そんなわたしを見ておじさんは決まり悪そうに押し黙ってしまうから、余計におかしい。

「じゃあ、学校から帰ったらそうするね」

「・・・ああ」

「今日はお昼には帰ってくるよ、一緒にお昼ご飯食べていい?」

「ああ、待っていよう」

「ありがとう、ねぇ、なに食べよっか?」

家族の在り方というのがわたしにはよく分からないから、おじさんとの関わり方は手探り。
おじさんも教えてくれないから家族ってこんなふうに話すのかな、とか、どんなことするのかなって想像して、ひとつひとつ試している。

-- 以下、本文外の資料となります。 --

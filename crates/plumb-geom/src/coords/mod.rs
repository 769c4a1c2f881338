//! Coordinate and geometry value types.
//!
//! Canonical space:
//! - Logical pixels (points), `f32`
//! - Rect origin is the minimum corner on both axes
//! - +X right; +Y down unless a [`CoordinateSpace::YUp`] is in effect
//!
//! Multiply by the device scale to get physical pixels.

mod point;
mod rect;
mod size;
mod space;
mod vertex;

pub use point::Point;
pub use rect::Rect;
pub use size::Size;
pub use space::CoordinateSpace;
pub use vertex::Vertex;

/// Linear mix of two scalars: `a` at `t = 0`, `b` at `t = 1`.
#[inline]
pub fn mix(a: f32, b: f32, t: f32) -> f32 {
    a * (1.0 - t) + b * t
}
use super::{RectSnap, Rounding};
use crate::coords::{CoordinateSpace, Point, Rect, Size};
use crate::scale::{usable_scale, ScaleProvider};

/// A resolved device pixel grid: one scale reading plus the Y direction.
///
/// Cheap to build; construct one per layout pass (or per call through
/// [`super::snap`]) rather than holding on to it across display changes.
#[derive(Debug, Copy, Clone, Default, PartialEq)]
pub struct PixelGrid {
    scale: Option<f32>,
    space: CoordinateSpace,
}

impl PixelGrid {
    /// Non-positive or non-finite scales are treated as absent.
    pub fn new(scale: Option<f32>, space: CoordinateSpace) -> Self {
        Self { scale: usable_scale(scale), space }
    }

    pub fn from_provider<P: ScaleProvider + ?Sized>(provider: &P, space: CoordinateSpace) -> Self {
        Self::new(provider.scale(), space)
    }

    #[inline]
    pub fn scale(self) -> Option<f32> {
        self.scale
    }

    #[inline]
    pub fn space(self) -> CoordinateSpace {
        self.space
    }

    /// Snaps one scalar; truncates toward zero when there is no scale.
    #[inline]
    pub fn round(self, v: f32, rounding: Rounding) -> f32 {
        match self.scale {
            Some(s) => rounding.apply(v * s) / s,
            None => {
                log::trace!("no device scale; truncating {v}");
                v.trunc()
            }
        }
    }

    #[inline]
    pub fn snap<T: PixelSnap>(self, value: T, policy: T::Policy) -> T {
        value.snap_to(self, policy)
    }

    /// Snaps the span `[lo, hi]` whose `lo` edge faces −∞ when
    /// `lo_outward_is_negative`, moving both edges outward or inward.
    fn span(self, lo: f32, hi: f32, outward: bool, lo_outward_is_negative: bool) -> (f32, f32) {
        let lo2 = self.round(lo, Rounding::for_edge(outward, lo_outward_is_negative));
        let hi2 = self.round(hi, Rounding::for_edge(outward, !lo_outward_is_negative));
        (lo2, hi2)
    }

    fn snap_rect(self, rect: Rect, policy: RectSnap) -> Rect {
        let outward = match policy {
            RectSnap::Extend => true,
            RectSnap::Shrink => false,
            RectSnap::Round => {
                return Rect::from_origin_size(
                    self.snap(rect.origin, Rounding::Round),
                    self.snap(rect.size, Rounding::Round),
                );
            }
        };

        // Left always faces −∞. Top faces −∞ only when it is the min-Y edge.
        let (x0, x1) = self.span(rect.min_x(), rect.max_x(), outward, true);

        let (top, bottom) = self.space.top_bottom_from_min_max(rect.min_y(), rect.max_y());
        let (top, bottom) = self.span(top, bottom, outward, self.space.top_is_min());
        let (y0, y1) = self.space.min_max_from_top_bottom(top, bottom);

        let (x0, x1) = collapse_inverted(rect.min_x(), rect.max_x(), x0, x1);
        let (y0, y1) = collapse_inverted(rect.min_y(), rect.max_y(), y0, y1);

        Rect::new(x0, y0, x1 - x0, y1 - y0)
    }
}

/// A shrunk span thinner than one device pixel has no grid-aligned interior;
/// it collapses to zero length at the original midpoint.
#[inline]
fn collapse_inverted(min: f32, max: f32, lo: f32, hi: f32) -> (f32, f32) {
    if hi < lo {
        let mid = (min + max) * 0.5;
        (mid, mid)
    } else {
        (lo, hi)
    }
}

/// Values that can be placed on a [`PixelGrid`].
pub trait PixelSnap: Sized {
    type Policy: Copy;

    fn snap_to(self, grid: PixelGrid, policy: Self::Policy) -> Self;
}

impl PixelSnap for f32 {
    type Policy = Rounding;

    #[inline]
    fn snap_to(self, grid: PixelGrid, policy: Rounding) -> f32 {
        grid.round(self, policy)
    }
}

impl PixelSnap for Point {
    type Policy = Rounding;

    #[inline]
    fn snap_to(self, grid: PixelGrid, policy: Rounding) -> Point {
        Point::new(grid.round(self.x, policy), grid.round(self.y, policy))
    }
}

impl PixelSnap for Size {
    type Policy = Rounding;

    #[inline]
    fn snap_to(self, grid: PixelGrid, policy: Rounding) -> Size {
        Size::new(grid.round(self.width, policy), grid.round(self.height, policy))
    }
}

impl PixelSnap for Rect {
    type Policy = RectSnap;

    fn snap_to(self, grid: PixelGrid, policy: RectSnap) -> Rect {
        if grid.scale.is_none() {
            // Degraded path: truncate origin and size independently.
            return Rect::from_origin_size(
                grid.snap(self.origin, Rounding::Round),
                grid.snap(self.size, Rounding::Round),
            );
        }
        grid.snap_rect(self, policy)
    }
}
use super::{CoordinateSpace, Point, Size, Vertex};

/// Axis-aligned rectangle in logical pixels; `origin` is the min corner.
///
/// Well-formed rects have a non-negative size, so `max_x >= min_x` and
/// `max_y >= min_y`. Negative sizes are not rejected; they produce
/// nonsensical but non-panicking results downstream.
#[derive(Debug, Copy, Clone, Default, PartialEq)]
pub struct Rect {
    pub origin: Point,
    pub size: Size,
}

impl Rect {
    pub const ZERO: Rect = Rect::new(0.0, 0.0, 0.0, 0.0);

    #[inline]
    pub const fn new(x: f32, y: f32, w: f32, h: f32) -> Self {
        Self {
            origin: Point::new(x, y),
            size: Size::new(w, h),
        }
    }

    #[inline]
    pub const fn from_origin_size(origin: Point, size: Size) -> Self {
        Self { origin, size }
    }

    /// Rect of `size` at the zero origin.
    #[inline]
    pub const fn from_size(size: Size) -> Self {
        Self { origin: Point::ZERO, size }
    }

    #[inline]
    pub fn from_center_size(center: Point, size: Size) -> Self {
        let origin = Point::new(center.x - size.width * 0.5, center.y - size.height * 0.5);
        Self { origin, size }
    }

    /// Builds a rect from its four visual edges.
    ///
    /// `top`/`bottom` are read through `space`, so the origin always lands
    /// on the min corner.
    pub fn from_edges(top: f32, right: f32, bottom: f32, left: f32, space: CoordinateSpace) -> Self {
        let (min_y, max_y) = space.min_max_from_top_bottom(top, bottom);
        Rect::new(left, min_y, right - left, max_y - min_y)
    }

    // ── bounding boxes ────────────────────────────────────────────────────

    /// Smallest rect covering every point.
    ///
    /// The input must not be empty: with no points the accumulators keep
    /// their `±f32::MAX` seeds and the result is meaningless. Use
    /// [`Rect::try_bounding_points`] when emptiness is possible.
    pub fn bounding_points<I>(points: I) -> Rect
    where
        I: IntoIterator<Item = Point>,
    {
        let mut min_x = f32::MAX;
        let mut min_y = f32::MAX;
        let mut max_x = -f32::MAX;
        let mut max_y = -f32::MAX;

        for p in points {
            if p.x < min_x {
                min_x = p.x;
            }
            if p.y < min_y {
                min_y = p.y;
            }
            if p.x > max_x {
                max_x = p.x;
            }
            if p.y > max_y {
                max_y = p.y;
            }
        }

        Rect::new(min_x, min_y, max_x - min_x, max_y - min_y)
    }

    /// Smallest rect covering every rect, visiting each rect's vertices in
    /// [`Vertex::ALL`] order. Same non-empty precondition as
    /// [`Rect::bounding_points`].
    pub fn bounding_rects<I>(rects: I) -> Rect
    where
        I: IntoIterator<Item = Rect>,
    {
        Rect::bounding_points(rects.into_iter().flat_map(Rect::vertex_iter))
    }

    /// Checked variant of [`Rect::bounding_points`]; `None` for empty input.
    pub fn try_bounding_points<I>(points: I) -> Option<Rect>
    where
        I: IntoIterator<Item = Point>,
    {
        let mut points = points.into_iter().peekable();
        points.peek()?;
        Some(Rect::bounding_points(points))
    }

    // ── edges ─────────────────────────────────────────────────────────────

    #[inline]
    pub fn min_x(self) -> f32 {
        self.origin.x
    }

    #[inline]
    pub fn mid_x(self) -> f32 {
        self.origin.x + self.size.width * 0.5
    }

    #[inline]
    pub fn max_x(self) -> f32 {
        self.origin.x + self.size.width
    }

    #[inline]
    pub fn min_y(self) -> f32 {
        self.origin.y
    }

    #[inline]
    pub fn mid_y(self) -> f32 {
        self.origin.y + self.size.height * 0.5
    }

    #[inline]
    pub fn max_y(self) -> f32 {
        self.origin.y + self.size.height
    }

    #[inline]
    pub fn width(self) -> f32 {
        self.size.width
    }

    #[inline]
    pub fn height(self) -> f32 {
        self.size.height
    }

    #[inline]
    pub fn min(self) -> Point {
        self.origin
    }

    #[inline]
    pub fn max(self) -> Point {
        Point::new(self.max_x(), self.max_y())
    }

    #[inline]
    pub fn center(self) -> Point {
        Point::new(self.mid_x(), self.mid_y())
    }

    // ── vertices ──────────────────────────────────────────────────────────

    pub fn vertex(self, vertex: Vertex) -> Point {
        match vertex {
            Vertex::TopRight => Point::new(self.max_x(), self.min_y()),
            Vertex::BottomRight => Point::new(self.max_x(), self.max_y()),
            Vertex::BottomLeft => Point::new(self.min_x(), self.max_y()),
            Vertex::TopLeft => Point::new(self.min_x(), self.min_y()),
        }
    }

    /// All four corners, indexed by [`Vertex::index`].
    pub fn vertices(self) -> [Point; 4] {
        Vertex::ALL.map(|v| self.vertex(v))
    }

    pub fn vertex_iter(self) -> impl Iterator<Item = Point> {
        Vertex::ALL.into_iter().map(move |v| self.vertex(v))
    }

    // ── derived rects ─────────────────────────────────────────────────────

    /// Same size, moved so its center is `center`.
    #[inline]
    #[must_use]
    pub fn with_center(self, center: Point) -> Self {
        Rect::from_center_size(center, self.size)
    }

    #[inline]
    #[must_use]
    pub fn with_origin(self, origin: Point) -> Self {
        Self { origin, ..self }
    }

    #[inline]
    #[must_use]
    pub fn with_size(self, size: Size) -> Self {
        Self { size, ..self }
    }

    #[inline]
    #[must_use]
    pub fn with_x(self, x: f32) -> Self {
        self.with_origin(self.origin.with_x(x))
    }

    #[inline]
    #[must_use]
    pub fn with_y(self, y: f32) -> Self {
        self.with_origin(self.origin.with_y(y))
    }

    #[inline]
    #[must_use]
    pub fn with_width(self, width: f32) -> Self {
        self.with_size(Size::new(width, self.size.height))
    }

    #[inline]
    #[must_use]
    pub fn with_height(self, height: f32) -> Self {
        self.with_size(Size::new(self.size.width, height))
    }

    /// Width and height exchanged; origin kept.
    #[inline]
    #[must_use]
    pub fn swapped(self) -> Self {
        self.with_size(self.size.swapped())
    }

    #[inline]
    #[must_use]
    pub fn offset_by(self, offset: Point) -> Self {
        self.with_origin(self.origin + offset)
    }

    /// Componentwise linear mix of origin and size.
    #[inline]
    #[must_use]
    pub fn mix(self, other: Rect, t: f32) -> Self {
        Rect::from_origin_size(self.origin.mix(other.origin, t), self.size.mix(other.size, t))
    }

    // ── predicates ────────────────────────────────────────────────────────

    #[inline]
    pub fn is_empty(self) -> bool {
        self.size.width <= 0.0 || self.size.height <= 0.0
    }

    #[inline]
    pub fn is_finite(self) -> bool {
        self.origin.is_finite() && self.size.is_finite()
    }

    /// Normalizes the rectangle so width/height are non-negative.
    #[inline]
    #[must_use]
    pub fn normalized(self) -> Self {
        let mut x = self.origin.x;
        let mut y = self.origin.y;
        let mut w = self.size.width;
        let mut h = self.size.height;

        if w < 0.0 {
            x += w;
            w = -w;
        }
        if h < 0.0 {
            y += h;
            h = -h;
        }

        Rect::new(x, y, w, h)
    }

    /// Half-open containment: [min, max).
    #[inline]
    pub fn contains(self, p: Point) -> bool {
        let r = self.normalized();
        p.x >= r.min_x() && p.y >= r.min_y() && p.x < r.max_x() && p.y < r.max_y()
    }

    /// `other` lies entirely within `self`, edges included.
    #[inline]
    pub fn contains_rect(self, other: Rect) -> bool {
        other.min_x() >= self.min_x()
            && other.min_y() >= self.min_y()
            && other.max_x() <= self.max_x()
            && other.max_y() <= self.max_y()
    }

    /// Closed-interval overlap: rects sharing only an edge or a corner touch.
    #[inline]
    pub fn touches(self, other: Rect) -> bool {
        !(self.max_x() < other.min_x()
            || self.min_x() > other.max_x()
            || self.max_y() < other.min_y()
            || self.min_y() > other.max_y())
    }

    #[inline]
    pub fn intersect(self, other: Rect) -> Option<Rect> {
        let a = self.normalized();
        let b = other.normalized();

        let x0 = a.min_x().max(b.min_x());
        let y0 = a.min_y().max(b.min_y());
        let x1 = a.max_x().min(b.max_x());
        let y1 = a.max_y().min(b.max_y());

        let w = x1 - x0;
        let h = y1 - y0;

        if w <= 0.0 || h <= 0.0 {
            None
        } else {
            Some(Rect::new(x0, y0, w, h))
        }
    }
}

この家でまだ住み始めたばっかりの頃に一緒に寝ようと思っておじさんのベッドに入ったら怒られてしまったことがあったっけ。
年頃の女の子が何を考えているんだと言われて、しょんぼりしたのは良い思い出。

でも、こうやって寄り添うことは許してくれたし、頭だって時々だけど撫でてくれる。
お休みなさいのキスも、渋々だけど、付き合ってくれてる。

家族って難しいけど、楽しい。

(それから、ねぇ)

そんな日々がこれからずっと続いていくんだと思うと、幸せ過ぎるんじゃないかってふと心配になる夜もあるけど。

これは夢じゃない。

おじさんは確かにここにいて、わたしもここにいる。
今日も明日も明後日も。
それから、ずっと先も、一緒にいたい。

口に出すには少し照れ臭いのと、わたしの独り善がりに過ぎないかもしれない願い事を想い描いて彼の膝に頭をもたれさせれば、やんわりと置かれた手が心地よくて、そこから生まれる体温が生きていることをありありと実感させてくれる。

このままこの手をつたって、この気持ちがおじさんに伝わってしまえば良いと思った。